Mi expertise está principalmente en el mercado transaccional, lo que se translada a varios campos, no solo al económico. Una transacción de salud puede ser muy similar a una transacción electrónica que tiene que ver con lo financiero o lo económico. Realmente es muy interesante, y en cada caso se empieza a comprender la relevancia de la interoperabilidad y la forma en que ayudó a todos los rubros. Tuve proyectos relacionados con salud y me certifiqué en HL7, luego hice 8583 para lo que es el campo financiero. En general las transacciones hacen que se dote de seguridad y eso es lo que protege a los usuarios.

¿Cuál fue el proyecto que más te haya gratificado?

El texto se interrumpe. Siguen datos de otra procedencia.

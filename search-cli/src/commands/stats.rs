//! `search-cli stats`: print daily performance and facet usage rollups for
//! operator review (spec C6, C9's inputs).

use std::sync::Arc;

use chrono::{Duration, Utc};
use clap::Args;
use search_core::store::AnalyticsStore;

#[derive(Args)]
pub struct StatsArgs {
    /// How many days back to roll up.
    #[arg(long, default_value_t = 7)]
    days: i64,
}

pub async fn run(analytics_store: &Arc<dyn AnalyticsStore>, args: StatsArgs) -> anyhow::Result<()> {
    let since = Utc::now() - Duration::days(args.days);

    let performance = analytics_store.daily_performance(since).await?;
    println!("daily performance (last {} days):", args.days);
    for day in &performance {
        println!(
            "  {}  queries={:<6} avg_latency_ms={:.1} cache_hit_rate={:.2} zero_result_rate={:.2}",
            day.date.format("%Y-%m-%d"),
            day.query_count,
            day.avg_latency_ms,
            day.cache_hit_rate,
            day.zero_result_rate
        );
    }

    let facets = analytics_store.facet_usage(since).await?;
    println!("facet usage (last {} days):", args.days);
    for facet in &facets {
        println!("  {}={} selected={}", facet.dimension, facet.value, facet.selected_count);
    }

    let popular = analytics_store.popular_queries(10).await?;
    println!("top queries:");
    for pq in &popular {
        println!("  {:<30} count={:<6} avg_results={:.1}", pq.query, pq.count, pq.avg_result_count);
    }

    if let Some(baseline) = analytics_store.latest_baseline().await? {
        println!(
            "latest baseline: scope={} group={} computed_at={} avg_latency_ms={:.1} \
             p95_latency_ms={:.1} sample_size={} trend={}",
            baseline.scope.as_str(),
            baseline.group,
            baseline.computed_at,
            baseline.avg_latency_ms,
            baseline.p95_latency_ms,
            baseline.sample_size,
            baseline.trend.as_str(),
        );
    } else {
        println!("no baseline computed yet");
    }

    Ok(())
}
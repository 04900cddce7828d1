use assert_cmd::cargo_bin;
use assert_cmd::prelude::*;
use predicates::prelude::*;
use std::process::Command;

fn compute(affiliation: &str, reference: &str, shipments: &str) -> assert_cmd::assert::Assert {
    Command::new(cargo_bin!("leadcomm"))
        .args([
            "compute",
            "--affiliation",
            affiliation,
            "--reference",
            reference,
            "--shipments",
            shipments,
        ])
        .assert()
}

#[test]
fn test_threshold_counts_award_their_own_tier() {
    let cases = [
        ("4", "none,1,0,full"),
        ("5", "5-29,1,5,full"),
        ("30", "30-99,1,30,full"),
        ("100", "100-299,1,100,full"),
        ("300", "300+,1,300,full"),
    ];
    for (shipments, expected) in cases {
        compute("2024-01-10", "2024-01-31", shipments)
            .success()
            .stdout(predicate::str::contains(expected));
    }
}

#[test]
fn test_second_month_thresholds() {
    let cases = [
        ("5", "5-29,0.5,2.5,half"),
        ("29", "5-29,0.5,2.5,half"),
        ("30", "30-99,0.5,15,half"),
        ("100", "100-299,0.5,50,half"),
        ("300", "300+,0.5,150,half"),
    ];
    for (shipments, expected) in cases {
        compute("2024-01-10", "2024-02-01", shipments)
            .success()
            .stdout(predicate::str::contains(expected));
    }
}

#[test]
fn test_day_21_cutoff() {
    compute("2024-05-20", "2024-05-31", "5")
        .success()
        .stdout(predicate::str::contains("5-29,1,5,full,0"));
    compute("2024-05-21", "2024-05-31", "5")
        .success()
        .stdout(predicate::str::contains("5-29,1,5,next_month,0"));
}

#[test]
fn test_year_boundary() {
    compute("2023-12-31", "2024-01-01", "30")
        .success()
        .stdout(predicate::str::contains("30-99,0.5,15,half,1"));
}

#[test]
fn test_negative_shipments_rejected() {
    compute("2024-01-10", "2024-01-31", "-1")
        .failure()
        .stderr(predicate::str::contains("Invalid input"));
}

#[test]
fn test_impossible_date_rejected() {
    compute("2024-02-30", "2024-03-01", "10")
        .failure()
        .stderr(predicate::str::contains("invalid calendar date"));
}

#[test]
fn test_date_with_trailing_text_rejected() {
    compute("2024-03-05Tgarbage", "2024-03-30", "10")
        .failure()
        .stderr(predicate::str::contains("invalid calendar date"));
    compute("2024-03-05", "2024-03-30 not a time", "10")
        .failure()
        .stderr(predicate::str::contains("invalid calendar date"));
}

#[test]
fn test_full_timestamp_keeps_its_date() {
    compute("2024-03-05T10:00:00Z", "2024-03-30 18:45:00", "30")
        .success()
        .stdout(predicate::str::contains("30-99,1,30,full,0"));
}
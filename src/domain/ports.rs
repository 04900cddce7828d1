use super::lead::Lead;
use super::record::CommissionRecord;
use crate::error::Result;
use async_trait::async_trait;

#[async_trait]
pub trait LeadStore: Send + Sync {
    /// Inserts or replaces the lead keyed by its name.
    async fn store(&self, lead: Lead) -> Result<()>;
    async fn get(&self, name: &str) -> Result<Option<Lead>>;
    async fn get_all(&self) -> Result<Vec<Lead>>;

    /// Leads whose name or email contains `query`, ordered by name.
    async fn search(&self, query: &str) -> Result<Vec<Lead>> {
        let mut leads: Vec<Lead> = self
            .get_all()
            .await?
            .into_iter()
            .filter(|lead| lead.matches(query))
            .collect();
        leads.sort_by(|a, b| a.name.cmp(&b.name));
        Ok(leads)
    }
}

/// Append-only history of computed commissions.
#[async_trait]
pub trait CommissionStore: Send + Sync {
    async fn append(&self, record: CommissionRecord) -> Result<()>;
    async fn get_all(&self) -> Result<Vec<CommissionRecord>>;
}

/// Lookup into an external CRM. Returns the first matching contact id.
#[async_trait]
pub trait ContactDirectory: Send + Sync {
    async fn search(&self, name: &str) -> Result<Option<String>>;
}

pub type LeadStoreBox = Box<dyn LeadStore>;
pub type CommissionStoreBox = Box<dyn CommissionStore>;
pub type ContactDirectoryBox = Box<dyn ContactDirectory>;
pub type LeadStoreFactory = Box<dyn Fn() -> LeadStoreBox + Send + Sync>;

Uno de los proyectos más gratificantes que tuve fue el sistema SUBE, me pareció muy interesante formar parte desde el comienzo en lo que es la solución más importante de transporte, no solo de Argentina, sino de América Latina, reconocida a nivel mundial. La tarjeta SUBE da una versatilidad muy importante. Ahora, por ejemplo, permite controlar los viajes de las personas que están o no habilitadas a movilizarse en cuarentena. Sin contar todo lo que se podría llegar a hacer, (si bien se le puso un tope limitándola al transporte) se podría tener la historia clínica en la misma tarjeta, o realizar pagos, entre otras posibilidades. Realmente, lo destaco porque dentro de Argentina no hay tantos desarrollos tecnológicos que hayan abarcado a toda la sociedad. Ningún proyecto se masificó tanto como la tarjeta SUBE. Engloba una solución que es para todos, en todo el país, por eso me llena de gratificación ese proyecto.

¿Qué podés destacar de tu formación en la UP?

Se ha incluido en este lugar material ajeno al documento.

use chrono::NaiveDate;
use leadcomm::domain::commission::compute_commission;
use leadcomm::domain::lead::Lead;
use leadcomm::domain::ports::{CommissionStoreBox, ContactDirectoryBox, LeadStoreBox};
use leadcomm::domain::record::CommissionRecord;
use leadcomm::infrastructure::in_memory::{
    InMemoryCommissionStore, InMemoryLeadStore, StaticContactDirectory,
};
use leadcomm::domain::contact::Contact;

#[tokio::test]
async fn test_ports_as_trait_objects() {
    let lead_store: LeadStoreBox = Box::new(InMemoryLeadStore::new());
    let commission_store: CommissionStoreBox = Box::new(InMemoryCommissionStore::new());
    let directory: ContactDirectoryBox =
        Box::new(StaticContactDirectory::from_contacts(vec![Contact::new("Acme", "1")]));

    let affiliation = NaiveDate::from_ymd_opt(2024, 3, 1).unwrap();
    let reference = NaiveDate::from_ymd_opt(2024, 3, 31).unwrap();
    let lead = Lead::new("Acme", "acme@example.com", affiliation);
    let result = compute_commission(affiliation, reference, 42).unwrap();
    let record = CommissionRecord::new("Acme", 42, &result, reference, true);

    // Verify Send + Sync by spawning tasks
    let lead_handle = tokio::spawn(async move {
        lead_store.store(lead).await.unwrap();
        lead_store.get("Acme").await.unwrap().unwrap()
    });

    let record_handle = tokio::spawn(async move {
        commission_store.append(record).await.unwrap();
        commission_store.get_all().await.unwrap()
    });

    let directory_handle = tokio::spawn(async move { directory.search("acme").await.unwrap() });

    assert_eq!(lead_handle.await.unwrap().name, "Acme");
    let records = record_handle.await.unwrap();
    assert_eq!(records.len(), 1);
    assert_eq!(records[0].shipments, 42);
    assert_eq!(directory_handle.await.unwrap(), Some("1".to_string()));
}

#[tokio::test]
async fn test_engine_is_safe_to_call_concurrently() {
    let affiliation = NaiveDate::from_ymd_opt(2024, 3, 22).unwrap();
    let reference = NaiveDate::from_ymd_opt(2024, 3, 30).unwrap();

    let handles: Vec<_> = (0..64)
        .map(|_| tokio::spawn(async move { compute_commission(affiliation, reference, 150).unwrap() }))
        .collect();

    let expected = compute_commission(affiliation, reference, 150).unwrap();
    for handle in handles {
        assert_eq!(handle.await.unwrap(), expected);
    }
}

Independientemente de la capacitación profesional y toda la educación y aprendizaje obtenido durante la carrera, siendo esta la base de la formación profesional y personal de cada persona, destaco la seguridad y experiencia que uno obtiene gracias al acompañamiento educativo, que a la hora de realizar proyectos o formar parte de proyectos ya en curso en el mercado laboral, como también avanzando con nuevos desafíos, permiten la finalización de los mismos de manera exitosa.

¿Qué consejos les darías a futuros profesionales de la industria IT e interesados especialmente en las fintech?

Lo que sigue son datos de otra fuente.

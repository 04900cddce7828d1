use chrono::{Local, NaiveDate};
use clap::{Parser, Subcommand};
use leadcomm::application::processor::ShipmentProcessor;
use leadcomm::application::report::CommissionSummary;
use leadcomm::domain::commission::{CommissionStatus, compute_commission, parse_date};
use leadcomm::domain::contact::Contact;
use leadcomm::domain::ports::{
    CommissionStore, CommissionStoreBox, ContactDirectoryBox, LeadStoreBox,
};
use leadcomm::domain::record::CommissionRecord;
use leadcomm::infrastructure::in_memory::{
    InMemoryCommissionStore, InMemoryLeadStore, StaticContactDirectory,
};
use leadcomm::interfaces::csv::reader::CsvReader;
use leadcomm::interfaces::csv::writer::CsvWriter;
use miette::{IntoDiagnostic, Result};
use std::fs::File;
use std::io::{self, IsTerminal};
use std::path::{Path, PathBuf};
use tracing::{debug, warn};
use tracing_subscriber::EnvFilter;

#[derive(Parser)]
#[command(author, version, about, long_about = None)]
struct Cli {
    /// Increase log verbosity (-v debug, -vv trace). RUST_LOG overrides.
    #[arg(short, long, action = clap::ArgAction::Count, global = true)]
    verbose: u8,

    /// Path to persistent database (optional). If provided, uses RocksDB.
    #[arg(long, global = true)]
    db_path: Option<PathBuf>,

    #[command(subcommand)]
    command: Command,
}

#[derive(Subcommand)]
enum Command {
    /// Compute the commission for one lead and month
    Compute {
        /// Date the lead became a customer (YYYY-MM-DD)
        #[arg(long, value_parser = parse_date)]
        affiliation: NaiveDate,
        /// Date whose month is being paid (defaults to today)
        #[arg(long, value_parser = parse_date)]
        reference: Option<NaiveDate>,
        /// Shipments attributed to the lead in that month
        #[arg(long, allow_hyphen_values = true)]
        shipments: i64,
    },
    /// Import leads, process a shipments file and print the commission records
    Process {
        /// Leads CSV (name,email,affiliationDate)
        #[arg(long)]
        leads: Option<PathBuf>,
        /// Shipments CSV (Cliente,Envios)
        #[arg(long)]
        shipments: PathBuf,
        /// Date whose month is being paid (defaults to today)
        #[arg(long, value_parser = parse_date)]
        reference: Option<NaiveDate>,
        /// CRM contacts CSV (name,contact_id)
        #[arg(long)]
        contacts: Option<PathBuf>,
    },
    /// Summarise commission records by status
    Report {
        /// Records CSV written by `process`; reads the store when omitted
        records: Option<PathBuf>,
        /// Only count records with this status
        #[arg(long)]
        status: Option<CommissionStatus>,
    },
    /// Attach CRM contact ids to leads that have none
    Sync {
        #[arg(long)]
        leads: Option<PathBuf>,
        #[arg(long)]
        contacts: PathBuf,
    },
    /// Find leads by name or email
    Search {
        #[arg(long)]
        leads: Option<PathBuf>,
        query: String,
    },
    /// Print lead and commission totals
    Stats {
        #[arg(long)]
        leads: Option<PathBuf>,
        #[arg(long)]
        records: Option<PathBuf>,
    },
}

fn init_logging(verbose: u8) {
    let level = match verbose {
        0 => "info",
        1 => "debug",
        _ => "trace",
    };
    let filter = EnvFilter::try_from_default_env().unwrap_or_else(|_| EnvFilter::new(level));

    tracing_subscriber::fmt()
        .with_env_filter(filter)
        .with_writer(io::stderr)
        .with_ansi(io::stderr().is_terminal())
        .with_target(verbose >= 2)
        .with_line_number(verbose >= 2)
        .init();

    debug!("leadcomm started with verbosity level: {}", verbose);
}

#[cfg(feature = "storage-rocksdb")]
fn open_stores(db_path: Option<PathBuf>) -> Result<(LeadStoreBox, CommissionStoreBox)> {
    use leadcomm::infrastructure::rocksdb::RocksDBStore;

    if let Some(db_path) = db_path {
        let store = RocksDBStore::open(db_path).into_diagnostic()?;
        return Ok((Box::new(store.clone()), Box::new(store)));
    }
    Ok((
        Box::new(InMemoryLeadStore::new()),
        Box::new(InMemoryCommissionStore::new()),
    ))
}

#[cfg(not(feature = "storage-rocksdb"))]
fn open_stores(db_path: Option<PathBuf>) -> Result<(LeadStoreBox, CommissionStoreBox)> {
    if db_path.is_some() {
        warn!(
            "Persistent storage requested via --db-path, but 'storage-rocksdb' feature is not enabled. Falling back to in-memory storage."
        );
    }
    Ok((
        Box::new(InMemoryLeadStore::new()),
        Box::new(InMemoryCommissionStore::new()),
    ))
}

fn open_csv(path: &Path) -> Result<CsvReader<File>> {
    let file = File::open(path).into_diagnostic()?;
    Ok(CsvReader::new(file))
}

fn load_directory(path: &Path) -> Result<ContactDirectoryBox> {
    let mut contacts: Vec<Contact> = Vec::new();
    for contact in open_csv(path)?.contacts() {
        match contact {
            Ok(contact) => contacts.push(contact),
            Err(e) => warn!("Error reading contact: {}", e),
        }
    }
    Ok(Box::new(StaticContactDirectory::from_contacts(contacts)))
}

async fn import_leads(processor: &ShipmentProcessor, leads: Option<&Path>) -> Result<()> {
    if let Some(path) = leads {
        processor
            .import_leads(open_csv(path)?.leads())
            .await
            .into_diagnostic()?;
    }
    Ok(())
}

fn today() -> NaiveDate {
    Local::now().date_naive()
}

#[tokio::main]
async fn main() -> Result<()> {
    let cli = Cli::parse();
    init_logging(cli.verbose);

    let stdout = io::stdout();
    let mut writer = CsvWriter::new(stdout.lock());

    match cli.command {
        Command::Compute {
            affiliation,
            reference,
            shipments,
        } => {
            let reference = reference.unwrap_or_else(today);
            let result = compute_commission(affiliation, reference, shipments).into_diagnostic()?;
            writer.write_row(&result).into_diagnostic()?;
            writer.flush().into_diagnostic()?;
        }
        Command::Process {
            leads,
            shipments,
            reference,
            contacts,
        } => {
            let (lead_store, commission_store) = open_stores(cli.db_path)?;
            let directory = contacts.as_deref().map(load_directory).transpose()?;
            let processor = ShipmentProcessor::new(lead_store, commission_store, directory);

            import_leads(&processor, leads.as_deref()).await?;
            let reference = reference.unwrap_or_else(today);
            let outcome = processor
                .process_rows(open_csv(&shipments)?.shipments(), reference)
                .await
                .into_diagnostic()?;
            writer.write_all(&outcome.records).into_diagnostic()?;
        }
        Command::Report { records, status } => {
            let records: Vec<CommissionRecord> = match records {
                Some(path) => {
                    let mut records = Vec::new();
                    for record in open_csv(&path)?.commissions() {
                        match record {
                            Ok(record) => records.push(record),
                            Err(e) => warn!("Error reading commission record: {}", e),
                        }
                    }
                    records
                }
                None => {
                    let (lead_store, commission_store) = open_stores(cli.db_path)?;
                    ShipmentProcessor::new(lead_store, commission_store, None)
                        .into_records()
                        .await
                        .into_diagnostic()?
                }
            };
            let summary = CommissionSummary::from_records(&records, status);
            writer.write_row(&summary).into_diagnostic()?;
            writer.flush().into_diagnostic()?;
        }
        Command::Sync { leads, contacts } => {
            let (lead_store, commission_store) = open_stores(cli.db_path)?;
            let processor = ShipmentProcessor::new(lead_store, commission_store, None);
            import_leads(&processor, leads.as_deref()).await?;

            let processor = processor.with_directory(load_directory(&contacts)?);
            let outcome = processor.sync_contacts().await.into_diagnostic()?;
            writer.write_row(&outcome).into_diagnostic()?;
            writer.flush().into_diagnostic()?;
        }
        Command::Search { leads, query } => {
            let (lead_store, commission_store) = open_stores(cli.db_path)?;
            let processor = ShipmentProcessor::new(lead_store, commission_store, None);
            import_leads(&processor, leads.as_deref()).await?;

            let found = processor.search_leads(&query).await.into_diagnostic()?;
            writer.write_all(&found).into_diagnostic()?;
        }
        Command::Stats { leads, records } => {
            let (lead_store, mut commission_store) = open_stores(cli.db_path)?;
            if let Some(path) = records {
                let store = InMemoryCommissionStore::new();
                for record in open_csv(&path)?.commissions() {
                    match record {
                        Ok(record) => store.append(record).await.into_diagnostic()?,
                        Err(e) => warn!("Error reading commission record: {}", e),
                    }
                }
                commission_store = Box::new(store);
            }
            let processor = ShipmentProcessor::new(lead_store, commission_store, None);
            import_leads(&processor, leads.as_deref()).await?;

            let stats = processor.stats().await.into_diagnostic()?;
            writer.write_row(&stats).into_diagnostic()?;
            writer.flush().into_diagnostic()?;
        }
    }

    Ok(())
}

Hay algo que siempre señalo, porque creo que marca la diferencia: si bien lo que se estudió en la facultad es muy importante, la parte de ejercer la profesión es realmente lo que te hace ‘terminar de graduarte’, es ahí cuando se produce el talento. Por eso, recomiendo a las personas que hagan las dos cosas en simultáneo. Que no dejen el estudio de lado porque no sirve, estudiar es siempre lo más importante, obviamente. Por otro lado, les recomiendo ser perseverantes. A veces uno tiene proyectos o ideas que quizás en ese momento no se pueden hacer realizar, pero con el tiempo reaparecen. Volviendo al tema de la billetera virtual, en sus inicios uno la veía en otros países y dudaba de que Argentina avance en ese sentido, no le tenía fe. Pero pienso que es importante tener fe y explotarlo, realmente creer en lo que uno está convencido de que va a funcionar, como fue este caso. El mercado avanza y lo hace principalmente de manera tecnológica. La aparición del COVID-19 hizo que el sector tecnológico de este salto que hace rato tenía que dar. El mundo en general estaba medio dormido en ese sentido y se despertó. Lo más importante es que las personas y los estudiantes le apuesten a la innovación, porque es hacia dónde va el mundo, es el futuro.

¿Qué otros desafíos tenés a futuro en la industria?

A corto plazo, quisiera que las billeteras electrónicas sean reconocidas como una entidad bancaria o similar, es lo que más me gustaría. A nivel personal, me encantaría poder abocarme a la docencia, algo que por mis tiempos recién estoy empezando a considerar, pero realmente quisiera formar parte de la educación financiera y económica que creo que le haría muy bien al país. Me encantaría poder dedicar un poco de mi tiempo y de toda mi experiencia a eso.